The History Department at Princeton, once great, has fallen onto troubled times. That’s not because of its stellar cast of European historians, ranging from the Renaissance Man Tony Grafton to the polymath Steve Kotkin, the erudite Brooklyn-born Russianist who also has a regular column in the business section of the New York Times. And it’s not the dearth of superb historians like Gyan Prakash or Jeremy Adelman who have written defining work in their respective subfields.
Rather Princeton’s woes are the result of the near-collapse of its American side. In the last several years, Princeton suffered great travails. Three prominent Americanists--John Murrin, Jim McPherson, and Nell Painter--have retired. Elizabeth Lunbeck decamped for the up-and-coming Vanderbilt, finally reunited with her husband Gary Gerstle (who, as the result of a prior Princeton folly, spent a decade and a half commuting to Catholic University and the University of Maryland). The last remaining senior Americanist of the feminine persuasion, Christine Stansell, left her husband (but contrary to popular rumor not her marriage) behind and headed to Chicago, a place attempting through a quirky set of hires to remedy its own travails in American history.
The remaining senior Americanists at Princeton include two revered mentors, Daniel Rodgers and Hendrik Hartog, but they alone are not enough to carry a whole program. Sean Wilentz, never much of a presence, had a tragic year. The audacity of his hope to be the Arthur Schlesinger, Jr. of the Hillary Clinton administration was so unceremoniously dashed on the rocks of Obamamania, at least for the next four years.
Princeton has tried—and mostly failed—to rebuild. The roster of luminaries who have turned down Princeton would comprise one of the best American history departments in the country. Phil Morgan, Daniel Richter, Richard White, Walter Johnson, Stephanie McCurry, David Gutierrez, Robin Kelley, George Chauncey, Alan Brinkley, Tom Sugrue, and Lizabeth Cohen. And that’s probably not a complete list. Most tellingly, two senior Americanists, Morgan and McCurry each spent one year at Princeton before returning home, prodigal son and daughter, to their respective home institutions.
Princeton has not totally failed. Last year, Tera Hunter (whose second book we are eagerly awaiting) and Julian Zelizer (who is vying to be the next Michael Beschloss or Richard Norton Smith) joined the faculty. And Princeton tenured one of its own Americanists, Kevin Kruse, after a long string of ushering its junior faculty worthies to the door. A few younger scholars, their fate most uncertain, inhabit the ranks of junior faculty at Princeton, including the most promising Margot Canaday. But surely their sense of insecurity was heightened this spring, when Princeton, reverting to its old ways, sent the rather monastic Peter Silver packing, just as he picked up the Bancroft and a slew of other honors for his book. He joins many other young worthies who will not retire wearing the Orange and Black.
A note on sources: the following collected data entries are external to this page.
mod config;
mod executor;

use anyhow::Context;
use config::{LogFormat, WorkerSettings};
use executor::RecordExecutor;
use futures_util::stream::{self, StreamExt};
use std::collections::HashMap;
use std::sync::atomic::{AtomicBool, Ordering};
use std::sync::Arc;
use tokio::signal;
use tracejudge_common::records::{self, RecordWriter};
use tracejudge_common::types::Verdict;
use tracejudge_sandbox::{ConfusionMatrix, LocalEngine, TestCaseRunner};
use tracing::{error, info, warn};

fn init_tracing(format: LogFormat) {
    let filter = tracing_subscriber::EnvFilter::try_from_default_env()
        .unwrap_or_else(|_| tracing_subscriber::EnvFilter::new("info"));

    let builder = tracing_subscriber::fmt()
        .with_env_filter(filter)
        .with_target(false)
        .with_thread_ids(true)
        .with_line_number(true);

    match format {
        LogFormat::Json => builder.json().init(),
        LogFormat::Pretty => builder.init(),
    }
}

#[tokio::main]
async fn main() -> anyhow::Result<()> {
    let settings = WorkerSettings::from_env()?;
    init_tracing(settings.log_format);

    info!("tracejudge worker booting...");

    let sandbox_config = config::load_sandbox_config(&settings.config_path).map_err(|e| {
        error!("Failed to load sandbox configuration: {:#}", e);
        e
    })?;

    let engine = Arc::new(LocalEngine::new(&sandbox_config));
    let capabilities = engine.capabilities();
    info!(
        interpreter = %sandbox_config.interpreter.join(" "),
        pool_size = engine.pool_size(),
        time_limit_secs = sandbox_config.time_limit_secs,
        memory_limit_mb = ?sandbox_config.memory_limit_mb,
        memory_limit_active = capabilities.memory_limit_active,
        process_group_kill = capabilities.process_group_kill,
        "Sandbox configured"
    );

    let problems = match &settings.problems_path {
        Some(path) => {
            let problems = records::load_problems(path)?;
            info!(count = problems.len(), path = %path.display(), "Loaded problems");
            records::index_problems(problems)
        }
        None => HashMap::new(),
    };

    let responses = records::read_records(&settings.responses_path)
        .context("Failed to load responses")?;
    let total = responses.len();
    info!(count = total, path = %settings.responses_path.display(), "Loaded responses");

    let matrix = Arc::new(ConfusionMatrix::new());
    let record_executor = Arc::new(RecordExecutor::new(
        TestCaseRunner::new(engine.clone()),
        sandbox_config.clone(),
        problems,
        Arc::clone(&matrix),
    ));

    // Setup graceful shutdown: stop feeding new records, let in-flight ones finish
    let shutdown = Arc::new(AtomicBool::new(false));
    {
        let shutdown = Arc::clone(&shutdown);
        tokio::spawn(async move {
            if signal::ctrl_c().await.is_ok() {
                warn!("Received shutdown signal, finishing in-flight records...");
                shutdown.store(true, Ordering::SeqCst);
            }
        });
    }

    let mut writer = RecordWriter::create(&settings.output_path)?;
    let concurrency = settings.concurrency.unwrap_or(sandbox_config.pool_size);

    let mut evaluated = stream::iter(responses)
        .take_while(|_| std::future::ready(!shutdown.load(Ordering::SeqCst)))
        .map(|record| {
            let record_executor = Arc::clone(&record_executor);
            async move { record_executor.evaluate_record(record).await }
        })
        .buffered(concurrency);

    while let Some(record) = evaluated.next().await {
        if let Err(e) = writer.append(&record) {
            // Non-fatal - keep evaluating, the record is lost from the output file
            error!(record_id = %record.id, error = %e, "Failed to write evaluated record");
        }
    }

    let written = writer.written();
    if written < total {
        warn!(written, total, "Stopped before every response was evaluated");
    }

    let summary = executor::summarize(&matrix);
    for (category, stats) in &summary {
        info!(
            category = %category,
            total = stats.total,
            pass = stats.counts.get(Verdict::Pass),
            fail = stats.counts.get(Verdict::Fail),
            error = stats.counts.get(Verdict::Error),
            timeout = stats.counts.get(Verdict::Timeout),
            pass_rate = stats.pass_rate,
            "Category summary"
        );
    }

    if let Some(path) = &settings.summary_path {
        let rendered = serde_json::to_string_pretty(&summary)?;
        std::fs::write(path, rendered)
            .with_context(|| format!("Failed to write summary to {}", path.display()))?;
        info!(path = %path.display(), "Summary written");
    }

    info!(written, output = %settings.output_path.display(), "Worker shutdown complete");
    Ok(())
}
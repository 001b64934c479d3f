// Verdict aggregation and output confusion statistics
use serde::{Deserialize, Serialize};
use std::collections::BTreeMap;
use std::sync::Mutex;
use tracejudge_common::stats::ConfusionStats;
use tracejudge_common::types::{markers, Verdict};

use anyhow::{ensure, Result};

/// Per-verdict counters for one category
#[derive(Debug, Clone, Copy, Default, PartialEq, Eq, Serialize, Deserialize)]
pub struct VerdictCounts {
    pub pass: u64,
    pub fail: u64,
    pub error: u64,
    pub timeout: u64,
}

impl VerdictCounts {
    pub fn add(&mut self, verdict: Verdict) {
        match verdict {
            Verdict::Pass => self.pass += 1,
            Verdict::Fail => self.fail += 1,
            Verdict::Error => self.error += 1,
            Verdict::Timeout => self.timeout += 1,
        }
    }

    pub fn get(&self, verdict: Verdict) -> u64 {
        match verdict {
            Verdict::Pass => self.pass,
            Verdict::Fail => self.fail,
            Verdict::Error => self.error,
            Verdict::Timeout => self.timeout,
        }
    }

    pub fn total(&self) -> u64 {
        self.pass + self.fail + self.error + self.timeout
    }

    /// Share of `verdict` in percent, 0.0 for an empty category
    pub fn percentage(&self, verdict: Verdict) -> f64 {
        let total = self.total();
        if total == 0 {
            0.0
        } else {
            self.get(verdict) as f64 * 100.0 / total as f64
        }
    }
}

/// Thread-safe multi-category verdict counter
///
/// Shared across concurrent evaluations behind an `Arc`. Every `record`
/// is applied exactly once under the lock, so concurrent updates never
/// lose increments.
#[derive(Debug, Default)]
pub struct ConfusionMatrix {
    counts: Mutex<BTreeMap<String, VerdictCounts>>,
}

impl ConfusionMatrix {
    pub fn new() -> Self {
        Self::default()
    }

    pub fn record(&self, category: &str, verdict: Verdict) {
        let mut counts = self.counts.lock().unwrap_or_else(|poisoned| poisoned.into_inner());
        counts.entry(category.to_string()).or_default().add(verdict);
    }

    pub fn record_all(&self, category: &str, verdicts: &[Verdict]) {
        let mut counts = self.counts.lock().unwrap_or_else(|poisoned| poisoned.into_inner());
        let entry = counts.entry(category.to_string()).or_default();
        for verdict in verdicts {
            entry.add(*verdict);
        }
    }

    /// Snapshot of every category seen so far, ordered by category name
    pub fn summary(&self) -> BTreeMap<String, VerdictCounts> {
        self.counts
            .lock()
            .unwrap_or_else(|poisoned| poisoned.into_inner())
            .clone()
    }
}

/// Trim and lowercase; placeholder and failure markers collapse to empty
pub fn normalize_output(output: &str) -> String {
    let normalized = output.trim().to_lowercase();
    if is_marker(&normalized) {
        String::new()
    } else {
        normalized
    }
}

fn is_marker(normalized: &str) -> bool {
    const EMPTY_MARKERS: [&str; 6] = ["n/a", "na", "none", "null", "error", "no_code_extracted"];

    EMPTY_MARKERS.contains(&normalized)
        || normalized == markers::TIMEOUT.to_lowercase()
        || normalized == markers::MEMORY_LIMIT_EXCEEDED.to_lowercase()
        || normalized.starts_with(markers::ERROR_PREFIX.trim_end().to_lowercase().as_str())
}

/// Whether an output counts as "no answer"
pub fn is_empty_or_error(output: &str) -> bool {
    normalize_output(output).is_empty()
}

/// Classify aligned expected/generated outputs into TP/FP/FN/TN
pub fn confusion_stats(expected: &[String], generated: &[String]) -> Result<ConfusionStats> {
    ensure!(
        expected.len() == generated.len(),
        "expected and generated outputs must have the same length ({} vs {})",
        expected.len(),
        generated.len()
    );

    let mut stats = ConfusionStats::default();
    for (expected, generated) in expected.iter().zip(generated) {
        let expected = normalize_output(expected);
        let generated = normalize_output(generated);

        match (expected.is_empty(), generated.is_empty()) {
            (true, true) => stats.true_negatives += 1,
            (true, false) => stats.false_positives += 1,
            (false, true) => stats.false_negatives += 1,
            (false, false) if expected == generated => stats.true_positives += 1,
            (false, false) => stats.false_positives += 1,
        }
    }

    Ok(stats)
}

/// Sum stored confusion statistics; records without any are skipped
pub fn aggregate_stats<'a, I>(stats: I) -> ConfusionStats
where
    I: IntoIterator<Item = Option<&'a ConfusionStats>>,
{
    stats
        .into_iter()
        .flatten()
        .fold(ConfusionStats::default(), |acc, s| acc + *s)
}
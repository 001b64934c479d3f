// Sandbox configuration shared by the worker and the CLI
use anyhow::{ensure, Context, Result};
use serde::{Deserialize, Serialize};
use std::fs;
use std::path::Path;
use std::time::Duration;

pub const DEFAULT_CONFIG_PATH: &str = "config/sandbox.json";

/// Numeric tolerance used when comparing output tokens
#[derive(Debug, Clone, Copy, PartialEq, Serialize, Deserialize)]
#[serde(default)]
pub struct Tolerance {
    pub abs: f64,
    pub rel: f64,
}

impl Default for Tolerance {
    fn default() -> Self {
        Self { abs: 1e-4, rel: 1e-9 }
    }
}

/// Pre-execution filters applied to a candidate's test cases
#[derive(Debug, Clone, PartialEq, Serialize, Deserialize)]
#[serde(default)]
pub struct CaseFilters {
    /// Inputs longer than this many bytes are skipped
    pub max_input_len: Option<usize>,
    /// Cases whose expected output is longer than this many bytes are skipped
    pub max_output_len: Option<usize>,
    pub skip_statement_inputs: bool,
}

impl Default for CaseFilters {
    fn default() -> Self {
        Self {
            max_input_len: None,
            max_output_len: None,
            skip_statement_inputs: true,
        }
    }
}

#[derive(Debug, Clone, Copy, PartialEq, Eq, Default, Serialize, Deserialize)]
#[serde(rename_all = "lowercase")]
pub enum BlockPreference {
    #[default]
    First,
    Last,
    Largest,
}

/// How the extractor picks one fenced block out of a response
#[derive(Debug, Clone, PartialEq, Eq, Serialize, Deserialize)]
#[serde(default)]
pub struct ExtractionPolicy {
    /// Fence tags treated as the target language (compared case-insensitively)
    pub languages: Vec<String>,
    pub preference: BlockPreference,
    /// Consider untagged fences when no tagged block exists
    pub allow_untagged: bool,
}

impl Default for ExtractionPolicy {
    fn default() -> Self {
        Self {
            languages: vec!["python".into(), "py".into(), "python3".into()],
            preference: BlockPreference::First,
            allow_untagged: true,
        }
    }
}

impl ExtractionPolicy {
    pub fn matches_language(&self, tag: &str) -> bool {
        self.languages.iter().any(|lang| lang.eq_ignore_ascii_case(tag))
    }
}

/// Limits applied to a single execution
#[derive(Debug, Clone, Copy, PartialEq, Eq)]
pub struct ExecutionLimits {
    pub time_limit: Duration,
    pub memory_limit_bytes: Option<u64>,
}

impl Default for ExecutionLimits {
    fn default() -> Self {
        Self {
            time_limit: Duration::from_secs(30),
            memory_limit_bytes: Some(256 * 1024 * 1024),
        }
    }
}

/// Settings the test-case runner needs for one candidate
#[derive(Debug, Clone, PartialEq)]
pub struct RunnerConfig {
    pub limits: ExecutionLimits,
    pub tolerance: Tolerance,
    pub filters: CaseFilters,
    pub parallel_cases: bool,
}

impl Default for RunnerConfig {
    fn default() -> Self {
        Self {
            limits: ExecutionLimits::default(),
            tolerance: Tolerance::default(),
            filters: CaseFilters::default(),
            parallel_cases: true,
        }
    }
}

#[derive(Debug, Clone, PartialEq, Serialize, Deserialize)]
#[serde(default)]
pub struct SandboxConfig {
    /// Interpreter command line; the source file path is appended
    pub interpreter: Vec<String>,
    pub time_limit_secs: f64,
    /// `None` disables the memory ceiling
    pub memory_limit_mb: Option<u64>,
    /// Maximum number of live child processes
    pub pool_size: usize,
    pub max_output_bytes: usize,
    pub parallel_cases: bool,
    pub tolerance: Tolerance,
    pub filters: CaseFilters,
    pub extraction: ExtractionPolicy,
    /// Lines placed ahead of every candidate, so `math`, `random`, `sys` and
    /// `np` are in scope without an import
    pub prelude: Vec<String>,
}

/// Modules candidates may use without importing them
pub fn default_prelude() -> Vec<String> {
    [
        "import math",
        "import random",
        "import sys",
        "try:",
        "    import numpy as np",
        "except Exception:",
        "    pass",
    ]
    .iter()
    .map(|line| line.to_string())
    .collect()
}

impl Default for SandboxConfig {
    fn default() -> Self {
        Self {
            interpreter: vec!["python3".into()],
            time_limit_secs: 30.0,
            memory_limit_mb: Some(256),
            pool_size: 5,
            max_output_bytes: 1024 * 1024,
            parallel_cases: true,
            tolerance: Tolerance::default(),
            filters: CaseFilters::default(),
            extraction: ExtractionPolicy::default(),
            prelude: default_prelude(),
        }
    }
}

impl SandboxConfig {
    pub fn load(path: &Path) -> Result<Self> {
        let content = fs::read_to_string(path)
            .with_context(|| format!("Failed to read {}", path.display()))?;

        let config: SandboxConfig = serde_json::from_str(&content)
            .with_context(|| format!("Failed to parse {}", path.display()))?;

        config.validate()?;
        Ok(config)
    }

    /// Load `path` if it exists, otherwise fall back to defaults
    pub fn load_or_default(path: &Path) -> Result<Self> {
        if path.exists() {
            Self::load(path)
        } else {
            tracing::debug!(path = %path.display(), "No sandbox config file, using defaults");
            Ok(Self::default())
        }
    }

    /// Apply `SANDBOX_*` overrides read through `lookup`
    pub fn apply_overrides<F>(&mut self, lookup: F) -> Result<()>
    where
        F: Fn(&str) -> Option<String>,
    {
        if let Some(value) = lookup("SANDBOX_TIME_LIMIT_SECS") {
            self.time_limit_secs = value
                .trim()
                .parse()
                .with_context(|| format!("Invalid SANDBOX_TIME_LIMIT_SECS: {}", value))?;
        }

        if let Some(value) = lookup("SANDBOX_MEMORY_LIMIT_MB") {
            let value = value.trim();
            self.memory_limit_mb = if value.is_empty() || value == "0" || value.eq_ignore_ascii_case("none") {
                None
            } else {
                Some(
                    value
                        .parse()
                        .with_context(|| format!("Invalid SANDBOX_MEMORY_LIMIT_MB: {}", value))?,
                )
            };
        }

        if let Some(value) = lookup("SANDBOX_POOL_SIZE") {
            self.pool_size = value
                .trim()
                .parse()
                .with_context(|| format!("Invalid SANDBOX_POOL_SIZE: {}", value))?;
        }

        if let Some(value) = lookup("SANDBOX_INTERPRETER") {
            self.interpreter = value.split_whitespace().map(String::from).collect();
        }

        self.validate()
    }

    pub fn validate(&self) -> Result<()> {
        ensure!(!self.interpreter.is_empty(), "interpreter must not be empty");
        ensure!(
            self.time_limit_secs.is_finite() && self.time_limit_secs > 0.0,
            "time_limit_secs must be positive, got {}",
            self.time_limit_secs
        );
        ensure!(self.pool_size > 0, "pool_size must be at least 1");
        ensure!(self.max_output_bytes > 0, "max_output_bytes must be at least 1");
        ensure!(
            self.tolerance.abs >= 0.0 && self.tolerance.rel >= 0.0,
            "tolerances must be non-negative"
        );
        if let Some(mb) = self.memory_limit_mb {
            ensure!(mb > 0, "memory_limit_mb must be positive when set");
        }
        Ok(())
    }

    pub fn limits(&self) -> ExecutionLimits {
        ExecutionLimits {
            time_limit: Duration::from_secs_f64(self.time_limit_secs),
            memory_limit_bytes: self.memory_limit_mb.map(|mb| mb * 1024 * 1024),
        }
    }

    pub fn runner_config(&self) -> RunnerConfig {
        RunnerConfig {
            limits: self.limits(),
            tolerance: self.tolerance,
            filters: self.filters.clone(),
            parallel_cases: self.parallel_cases,
        }
    }
}
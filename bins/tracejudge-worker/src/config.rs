// Environment-driven settings for the batch evaluation worker
use anyhow::{Context, Result};
use std::path::{Path, PathBuf};
use tracejudge_common::config::{SandboxConfig, DEFAULT_CONFIG_PATH};

#[derive(Debug, Clone, Copy, PartialEq, Eq)]
pub enum LogFormat {
    Pretty,
    Json,
}

#[derive(Debug, Clone)]
pub struct WorkerSettings {
    pub responses_path: PathBuf,
    pub problems_path: Option<PathBuf>,
    pub output_path: PathBuf,
    pub summary_path: Option<PathBuf>,
    pub config_path: PathBuf,
    /// Records evaluated concurrently; defaults to the process budget
    pub concurrency: Option<usize>,
    pub log_format: LogFormat,
}

impl WorkerSettings {
    pub fn from_env() -> Result<Self> {
        Self::from_lookup(|key| std::env::var(key).ok())
    }

    pub fn from_lookup<F>(lookup: F) -> Result<Self>
    where
        F: Fn(&str) -> Option<String>,
    {
        let path = |key: &str, default: &str| {
            PathBuf::from(lookup(key).unwrap_or_else(|| default.to_string()))
        };
        let optional_path = |key: &str| lookup(key).filter(|v| !v.trim().is_empty()).map(PathBuf::from);

        let concurrency = match lookup("WORKER_CONCURRENCY") {
            Some(value) => Some(
                value
                    .trim()
                    .parse::<usize>()
                    .with_context(|| format!("Invalid WORKER_CONCURRENCY: {}", value))?
                    .max(1),
            ),
            None => None,
        };

        let log_format = match lookup("LOG_FORMAT").as_deref().map(str::to_lowercase).as_deref() {
            Some("json") => LogFormat::Json,
            _ => LogFormat::Pretty,
        };

        Ok(Self {
            responses_path: path("RESPONSES_PATH", "data/responses.jsonl"),
            problems_path: optional_path("PROBLEMS_PATH"),
            output_path: path("OUTPUT_PATH", "data/evaluated_responses.jsonl"),
            summary_path: optional_path("SUMMARY_PATH"),
            config_path: path("SANDBOX_CONFIG", DEFAULT_CONFIG_PATH),
            concurrency,
            log_format,
        })
    }
}

/// Sandbox config from file (or defaults), then `SANDBOX_*` overrides
pub fn load_sandbox_config(path: &Path) -> Result<SandboxConfig> {
    let mut config = SandboxConfig::load_or_default(path)?;
    config.apply_overrides(|key| std::env::var(key).ok())?;
    Ok(config)
}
There are other plans afoot at Princeton this very moment, including ongoing efforts to replace the venerable McPherson, but I will save that delicious gossip for another day.
But let us say that it will be a long time before Princeton provides any serious competition in American history to its one-time peers: Harvard, Yale, Columbia, Penn, Johns Hopkins, Chapel Hill, Michigan, Wisconsin, and Stanford.